Hello
I’m using AudioMoth devices (version 1.0.0) to record bird sounds in African savanna with settings of: 1-min recording length; 32-Htz sample rate (SR); “medium” gain, using; a “SanDisk Extreme” 32GB micro-SIM card with 1.5V Energizer Alkaline Batteries.
I’m trying to detect bird songs using the R packages warbleR (https://rpubs.com/marcelo-araya-salas/110155) &/or monitoR (https://rdrr.io/cran/bioacoustics/f/vignettes/tutorial.Rmd) using the following workflow. 1) identify “event windows” (i.e. a range of sound-attributes associated with the bird-call of interest, that may also include other similar bird calls), 2) extract 22 – 27 specific sound-attributes included in the event windows and label as bird of interest (yes) or not (no), 3) predict bird-calls of interest in other sound recordings using a Random Forest Model.
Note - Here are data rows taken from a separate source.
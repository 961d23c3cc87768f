use std::sync::Arc;

use ai_llm_service::{OpenAiService, config_openai_chat};
use query_pipeline::{PipelineConfig, QueryPipeline};
use tracing::info;

use crate::error_handler::AppError;

/// Shared state for all HTTP handlers.
pub struct AppState {
    /// Corpus, splitter, template and completion client, built once at startup.
    pub pipeline: Arc<QueryPipeline>,
}

impl AppState {
    pub fn new(pipeline: Arc<QueryPipeline>) -> Self {
        Self { pipeline }
    }

    /// Load shared state from environment variables.
    ///
    /// Fails when the OpenAI settings or the corpus are unusable, so the
    /// server never starts accepting requests it cannot answer.
    pub fn from_env() -> Result<Self, AppError> {
        let llm_cfg = config_openai_chat()?;
        info!(
            model = %llm_cfg.model,
            endpoint = %llm_cfg.endpoint,
            stream = llm_cfg.stream,
            "completion provider configured"
        );
        let llm = Arc::new(OpenAiService::new(llm_cfg)?);

        let pipeline_cfg = PipelineConfig::from_env()?;
        let pipeline = QueryPipeline::from_config(&pipeline_cfg, llm)?;

        Ok(Self::new(Arc::new(pipeline)))
    }
}
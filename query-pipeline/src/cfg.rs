//! Runtime configuration loaded from environment variables.

use std::{path::PathBuf, str::FromStr};

use crate::{
    error::PipelineError,
    splitter::{DEFAULT_CHUNK_OVERLAP, DEFAULT_CHUNK_SIZE, DEFAULT_SEPARATOR},
};

/// Config bag for the pipeline. All fields have defaults via `from_env`.
#[derive(Clone, Debug, PartialEq, Eq)]
pub struct PipelineConfig {
    // Splitter knobs
    pub chunk_size: usize,
    pub chunk_overlap: usize,
    pub separator: String,

    /// JSON corpus file; the embedded dataset is used when unset.
    pub reviews_path: Option<PathBuf>,
}

impl Default for PipelineConfig {
    fn default() -> Self {
        Self {
            chunk_size: DEFAULT_CHUNK_SIZE,
            chunk_overlap: DEFAULT_CHUNK_OVERLAP,
            separator: DEFAULT_SEPARATOR.to_string(),
            reviews_path: None,
        }
    }
}

impl PipelineConfig {
    /// Reads `CHUNK_SIZE`, `CHUNK_OVERLAP`, `CHUNK_SEPARATOR` and `REVIEWS_PATH`.
    pub fn from_env() -> Result<Self, PipelineError> {
        Self::from_lookup(|k| std::env::var(k).ok())
    }

    /// Same as [`from_env`](Self::from_env) with an arbitrary lookup.
    ///
    /// `CHUNK_SEPARATOR` understands `\n`, `\t` and `\\` escapes so it can be
    /// written on one line in a `.env` file.
    ///
    /// # Errors
    /// [`PipelineError::InvalidConfig`] when a number does not parse.
    pub fn from_lookup<F>(lookup: F) -> Result<Self, PipelineError>
    where
        F: Fn(&str) -> Option<String>,
    {
        let dflt = Self::default();
        Ok(Self {
            chunk_size: parse(&lookup, "CHUNK_SIZE", dflt.chunk_size)?,
            chunk_overlap: parse(&lookup, "CHUNK_OVERLAP", dflt.chunk_overlap)?,
            separator: lookup("CHUNK_SEPARATOR")
                .map(|s| unescape(&s))
                .unwrap_or(dflt.separator),
            reviews_path: lookup("REVIEWS_PATH")
                .filter(|s| !s.trim().is_empty())
                .map(PathBuf::from),
        })
    }
}

fn parse<F, T>(lookup: &F, k: &'static str, dflt: T) -> Result<T, PipelineError>
where
    F: Fn(&str) -> Option<String>,
    T: FromStr,
{
    match lookup(k).filter(|v| !v.trim().is_empty()) {
        Some(v) => v.trim().parse().map_err(|_| PipelineError::InvalidConfig {
            var: k,
            reason: format!("`{v}` is not a valid number"),
        }),
        None => Ok(dflt),
    }
}

fn unescape(s: &str) -> String {
    let mut out = String::with_capacity(s.len());
    let mut chars = s.chars();
    while let Some(c) = chars.next() {
        if c != '\\' {
            out.push(c);
            continue;
        }
        match chars.next() {
            Some('n') => out.push('\n'),
            Some('t') => out.push('\t'),
            Some('\\') => out.push('\\'),
            Some(other) => {
                out.push('\\');
                out.push(other);
            }
            None => out.push('\\'),
        }
    }
    out
}

#[cfg(test)]
mod tests {
    use super::*;

    #[test]
    fn defaults_without_env() {
        let cfg = PipelineConfig::from_lookup(|_| None).unwrap();
        assert_eq!(cfg, PipelineConfig::default());
        assert_eq!(cfg.separator, "\n\n");
    }

    #[test]
    fn overrides_and_escapes() {
        let cfg = PipelineConfig::from_lookup(|k: &str| match k {
            "CHUNK_SIZE" => Some("400".into()),
            "CHUNK_OVERLAP" => Some("0".into()),
            "CHUNK_SEPARATOR" => Some(r"},\n".into()),
            "REVIEWS_PATH" => Some("/data/reviews.json".into()),
            _ => None,
        })
        .unwrap();
        assert_eq!(cfg.chunk_size, 400);
        assert_eq!(cfg.chunk_overlap, 0);
        assert_eq!(cfg.separator, "},\n");
        assert_eq!(cfg.reviews_path, Some(PathBuf::from("/data/reviews.json")));
    }

    #[test]
    fn bad_number_is_reported() {
        let err = PipelineConfig::from_lookup(|k: &str| {
            (k == "CHUNK_SIZE").then(|| "big".to_string())
        })
        .unwrap_err();
        assert!(matches!(
            err,
            PipelineError::InvalidConfig {
                var: "CHUNK_SIZE",
                ..
            }
        ));
    }
}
I can use the workflow to make good predictions using bird-calls imported from Xeno-canto (https://www.xeno-canto.org/; 44 Hz SR), however I can’t use the same protocol to make similar predictions using my AudioMoth sound recordings.
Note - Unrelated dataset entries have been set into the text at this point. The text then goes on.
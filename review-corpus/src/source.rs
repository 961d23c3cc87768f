//! Corpus sources.
//!
//! The pipeline only sees [`CorpusSource`]; the dataset behind it can be the
//! one compiled into the binary or a JSON file chosen at startup.

use std::path::Path;

use tracing::info;

use crate::{
    errors::CorpusError,
    record::{Corpus, ReviewRecord},
};

/// Dataset compiled into the binary.
const EMBEDDED_PROFESSORS: &str = include_str!("../data/professors.json");

/// Anything that can hand out the current set of review records.
pub trait CorpusSource: Send + Sync {
    fn load_corpus(&self) -> Result<Vec<ReviewRecord>, CorpusError>;
}

/// Corpus parsed once and held in memory.
#[derive(Debug, Clone)]
pub struct StaticCorpus {
    records: Vec<ReviewRecord>,
}

impl StaticCorpus {
    pub fn new(records: Vec<ReviewRecord>) -> Self {
        Self { records }
    }

    /// The dataset shipped with the service.
    pub fn embedded() -> Result<Self, CorpusError> {
        Self::from_json_str(EMBEDDED_PROFESSORS)
    }

    pub fn from_json_str(raw: &str) -> Result<Self, CorpusError> {
        let corpus = Corpus::from_json_str(raw)?;
        Ok(Self::new(corpus.professors))
    }

    /// Reads a `{ "professors": [...] }` file once.
    ///
    /// # Errors
    /// [`CorpusError::Io`] if the file cannot be read, [`CorpusError::Json`]
    /// if it does not parse.
    pub fn from_path(path: impl AsRef<Path>) -> Result<Self, CorpusError> {
        let path = path.as_ref();
        let raw = std::fs::read_to_string(path).map_err(|source| CorpusError::Io {
            path: path.to_path_buf(),
            source,
        })?;
        let corpus = Self::from_json_str(&raw)?;

        info!(
            path = %path.display(),
            records = corpus.records.len(),
            "review corpus loaded from file"
        );

        Ok(corpus)
    }

    pub fn len(&self) -> usize {
        self.records.len()
    }

    pub fn is_empty(&self) -> bool {
        self.records.is_empty()
    }
}

impl CorpusSource for StaticCorpus {
    fn load_corpus(&self) -> Result<Vec<ReviewRecord>, CorpusError> {
        Ok(self.records.clone())
    }
}

#[cfg(test)]
mod tests {
    use super::*;
    use crate::record::serialize_corpus;

    #[test]
    fn embedded_dataset_parses() {
        let corpus = StaticCorpus::embedded().unwrap();
        assert_eq!(corpus.len(), 25);

        let records = corpus.load_corpus().unwrap();
        let lee = records.iter().find(|r| r.id == 1).unwrap();
        assert_eq!(lee.name, "Dr. Samantha Lee");
        assert_eq!(lee.overall_rating, 4.2);
        assert_eq!(lee.reviews.len(), 1);
    }

    #[test]
    fn embedded_blob_mentions_known_professor() {
        let records = StaticCorpus::embedded().unwrap().load_corpus().unwrap();
        let blob = serialize_corpus(&records).unwrap();
        assert!(blob.starts_with(r#"{"professors":[{"id":1,"name":"Dr. Samantha Lee""#));
        assert!(blob.contains(r#""overallRating":4.2"#));
    }

    #[test]
    fn missing_file_reports_path() {
        let err = StaticCorpus::from_path("/definitely/not/here.json").unwrap_err();
        match err {
            CorpusError::Io { path, .. } => {
                assert!(path.ends_with("here.json"));
            }
            other => panic!("unexpected error: {other}"),
        }
    }
}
From the sonograms (see attached; continuous time on x-axis, frequency on y-axis in Hz), it seems that the AudioMoth recordings have a poorer resolution and higher background noise than the Xeno-canto ones (even when the 44-Hz Xeno-canto calls are downscaled to 32-Hz). Could this causing the problem? Alternatively, perhaps there is an issue with using the AudioMoth .WAV files instead of .wav files in these packages?
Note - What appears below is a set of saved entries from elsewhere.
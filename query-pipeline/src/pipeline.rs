//! The question pipeline: context → history → prompt → streamed completion.

use std::sync::Arc;

use ai_llm_service::{CompletionStream, OpenAiService};
use review_corpus::{CorpusSource, StaticCorpus, serialize_corpus};
use tracing::{debug, info};

use crate::{
    cfg::PipelineConfig,
    conversation::ConversationTurn,
    error::PipelineError,
    history::format_history,
    prompt::{PromptContext, PromptTemplate},
    splitter::{CharacterTextSplitter, TextChunk, join_chunks},
};

/// Holds the four stages. Everything inside is read-only, so one instance
/// (behind an `Arc`) serves all requests.
pub struct QueryPipeline {
    corpus: Arc<dyn CorpusSource>,
    splitter: CharacterTextSplitter,
    template: PromptTemplate,
    llm: Arc<OpenAiService>,
}

impl QueryPipeline {
    pub fn new(
        corpus: Arc<dyn CorpusSource>,
        splitter: CharacterTextSplitter,
        template: PromptTemplate,
        llm: Arc<OpenAiService>,
    ) -> Self {
        Self {
            corpus,
            splitter,
            template,
            llm,
        }
    }

    /// Builds the pipeline from config: file-backed corpus when
    /// `reviews_path` is set, the embedded dataset otherwise.
    ///
    /// # Errors
    /// [`PipelineError::InvalidConfig`] for bad splitter sizes,
    /// [`PipelineError::Corpus`] when the dataset cannot be loaded.
    pub fn from_config(cfg: &PipelineConfig, llm: Arc<OpenAiService>) -> Result<Self, PipelineError> {
        let splitter =
            CharacterTextSplitter::new(cfg.separator.clone(), cfg.chunk_size, cfg.chunk_overlap)?;

        let corpus = match &cfg.reviews_path {
            Some(path) => StaticCorpus::from_path(path)?,
            None => StaticCorpus::embedded()?,
        };

        info!(
            records = corpus.len(),
            chunk_size = splitter.chunk_size(),
            chunk_overlap = splitter.chunk_overlap(),
            separator = ?splitter.separator(),
            "query pipeline ready"
        );

        Ok(Self::new(
            Arc::new(corpus),
            splitter,
            PromptTemplate::default(),
            llm,
        ))
    }

    /// Stage 1: serialize the corpus and split it.
    pub fn context_chunks(&self) -> Result<Vec<TextChunk>, PipelineError> {
        let records = self.corpus.load_corpus()?;
        let blob = serialize_corpus(&records)?;
        Ok(self.splitter.split_text(&blob))
    }

    /// Stages 1–3: the final prompt for `messages`.
    ///
    /// The last turn is the question; all earlier turns become history.
    ///
    /// # Errors
    /// [`PipelineError::MalformedInput`] for an empty conversation.
    pub fn build_prompt(&self, messages: &[ConversationTurn]) -> Result<String, PipelineError> {
        let Some((current, previous)) = messages.split_last() else {
            return Err(PipelineError::MalformedInput(
                "`messages` must contain at least one entry".into(),
            ));
        };

        let chat_history = format_history(previous);
        let chunks = self.context_chunks()?;

        debug!(
            turns = messages.len(),
            chunks = chunks.len(),
            "assembling prompt"
        );

        let ctx = PromptContext {
            context: join_chunks(&chunks),
            chat_history,
            question: current.content.clone(),
        };
        Ok(self.template.render(&ctx))
    }

    /// Runs all four stages and returns the completion fragments.
    ///
    /// Validation and prompt assembly happen before any network call, so a
    /// malformed conversation never reaches the provider.
    pub async fn stream(
        &self,
        messages: &[ConversationTurn],
    ) -> Result<CompletionStream, PipelineError> {
        let prompt = self.build_prompt(messages)?;
        Ok(self.llm.stream_chat(&prompt).await?)
    }
}

#[cfg(test)]
mod tests {
    use ai_llm_service::LlmModelConfig;
    use review_corpus::{Review, ReviewRecord};

    use super::*;

    fn llm() -> Arc<OpenAiService> {
        Arc::new(
            OpenAiService::new(LlmModelConfig {
                model: "gpt-test".into(),
                endpoint: "http://127.0.0.1:9".into(),
                api_key: Some("sk-test".into()),
                max_tokens: None,
                temperature: Some(0.2),
                top_p: None,
                stream: true,
                timeout_secs: Some(1),
                stream_idle_secs: Some(1),
            })
            .unwrap(),
        )
    }

    fn pipeline() -> QueryPipeline {
        QueryPipeline::from_config(&PipelineConfig::default(), llm()).unwrap()
    }

    #[test]
    fn prompt_embeds_the_corpus() {
        let p = pipeline();
        let prompt = p
            .build_prompt(&[ConversationTurn::user("What is Dr. Lee's overall rating?")])
            .unwrap();

        let ctx_start = prompt.find("Context: ").unwrap();
        let ctx_end = prompt.find("Current conversation:").unwrap();
        let context = &prompt[ctx_start..ctx_end];
        assert!(context.contains("Samantha Lee"));
        assert!(context.contains("4.2"));
        assert!(prompt.contains("user: What is Dr. Lee's overall rating?\nassistant:"));
    }

    #[test]
    fn history_excludes_the_current_question() {
        let p = pipeline();
        let prompt = p
            .build_prompt(&[
                ConversationTurn::user("Who teaches BIO 201?"),
                ConversationTurn::assistant("Dr. Samantha Lee."),
                ConversationTurn::user("Is she hard?"),
            ])
            .unwrap();
        assert!(prompt.contains(
            "Current conversation: user: Who teaches BIO 201?\nassistant: Dr. Samantha Lee.\n\nuser: Is she hard?"
        ));
    }

    #[test]
    fn empty_conversation_is_malformed() {
        let err = pipeline().build_prompt(&[]).unwrap_err();
        assert!(matches!(err, PipelineError::MalformedInput(_)));
    }

    #[tokio::test]
    async fn empty_conversation_never_reaches_upstream() {
        // The endpoint is unroutable; reaching it would yield a transport error.
        match pipeline().stream(&[]).await {
            Err(PipelineError::MalformedInput(_)) => {}
            Err(other) => panic!("unexpected error: {other}"),
            Ok(_) => panic!("expected an error"),
        }
    }

    #[test]
    fn context_chunks_rejoin_to_the_serialized_corpus() {
        let records: Vec<ReviewRecord> = (1..=6)
            .map(|id| ReviewRecord {
                id,
                name: format!("Prof. {id}"),
                department: "Math".into(),
                institution: "U".into(),
                overall_rating: 4.0,
                would_take_again_percent: 80,
                level_of_difficulty: 3.5,
                reviews: vec![Review {
                    date: "2024-01-01".into(),
                    course: format!("MATH {id}"),
                    rating: 4,
                    difficulty: 3,
                    comment: "Clear lectures.".into(),
                }],
            })
            .collect();
        let blob = serialize_corpus(&records).unwrap();

        let p = QueryPipeline::new(
            Arc::new(StaticCorpus::new(records)),
            CharacterTextSplitter::new(",", 120, 0).unwrap(),
            PromptTemplate::default(),
            llm(),
        );
        let chunks = p.context_chunks().unwrap();
        assert!(chunks.len() > 1);

        let rejoined = chunks
            .into_iter()
            .map(TextChunk::into_string)
            .collect::<Vec<_>>()
            .join(",");
        assert_eq!(rejoined, blob);
    }

    #[test]
    fn default_split_keeps_embedded_corpus_in_one_chunk() {
        let p = pipeline();
        let chunks = p.context_chunks().unwrap();
        let blob = serialize_corpus(&StaticCorpus::embedded().unwrap().load_corpus().unwrap())
            .unwrap();
        assert_eq!(chunks.len(), 1);
        assert_eq!(chunks[0].as_str(), blob);
    }
}
/// Configuration for a chat completion model.
///
/// # Fields
///
/// - `model`: The model identifier (e.g., `"gpt-3.5-turbo"`).
/// - `endpoint`: API base URL without the `/v1/...` suffix.
/// - `api_key`: Bearer token. Required by [`OpenAiService::new`].
/// - `max_tokens`: Maximum number of tokens to generate (if supported).
/// - `temperature`: Controls randomness (0.0 = deterministic, >1.0 = more random).
/// - `top_p`: Nucleus sampling cutoff (alternative to temperature).
/// - `stream`: Ask the provider for incremental output.
/// - `timeout_secs`: Total request timeout in seconds.
/// - `stream_idle_secs`: Longest wait between two streamed fragments.
///
/// # Examples
///
/// ```
/// use ai_llm_service::LlmModelConfig;
///
/// let cfg = LlmModelConfig {
///     model: "gpt-3.5-turbo".to_string(),
///     endpoint: "https://api.openai.com".to_string(),
///     api_key: Some("sk-...".to_string()),
///     max_tokens: None,
///     temperature: Some(0.2),
///     top_p: None,
///     stream: true,
///     timeout_secs: Some(120),
///     stream_idle_secs: Some(30),
/// };
/// assert!(cfg.stream);
/// ```
///
/// [`OpenAiService::new`]: crate::services::open_ai_service::OpenAiService::new
#[derive(Debug, Clone, PartialEq)]
pub struct LlmModelConfig {
    /// Model identifier string (e.g., `"gpt-3.5-turbo"`).
    pub model: String,

    /// API base URL (e.g., `https://api.openai.com`).
    pub endpoint: String,

    /// API key for bearer authentication.
    pub api_key: Option<String>,

    /// Maximum number of tokens to generate.
    pub max_tokens: Option<u32>,

    /// Sampling temperature (controls creativity).
    pub temperature: Option<f32>,

    /// Nucleus sampling parameter.
    pub top_p: Option<f32>,

    /// Request incremental (token-by-token) output.
    pub stream: bool,

    /// Optional total request timeout (in seconds).
    pub timeout_secs: Option<u64>,

    /// Optional idle timeout between streamed fragments (in seconds).
    pub stream_idle_secs: Option<u64>,
}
Has anyone conducted similar analyses and experienced similar problems? Any help would be greatly appreciated. I am happy to share specific sound-clips and script if needed.
Thank you for your help!
Hello, Do you know where in the progress the problem starts? If it starts at step 1 of your workflow (finding the audio effents), you can try to change the sensitivity of the autodetection. Notice that in the tutorials of the packages they only use A-quality recordings from Xeno-Canto. So the parameters they use in the tutorials will work fine for recordings with similar quality. If you have recordings with more noise or calls that are not as loud, the autodetection will not detect the calls or only a small part of a call (making classification a lot more difficult). I'm using the bioacoustics package (threshold detection) in R to detect bat calls on my Audiomoth-recordings. Because bat calls are usually above the noise level this works fine. I've tried the same script (with different parameters) on some bird recordings that I've made with a Audiomoth. Because bird sounds are much lower and therefore more disturbed by background noise it was a lot harder to find the right parameters for the autodetection. I have not tried to classify this bird calls yet, but only finding them with the autodetection wasn't that easy. So the first step to get some result is to fine-tune the autodetection: run the autodetection with different parameters and compare the results in the data tables with the spectrograms of the recording to find the best parameters for the detection.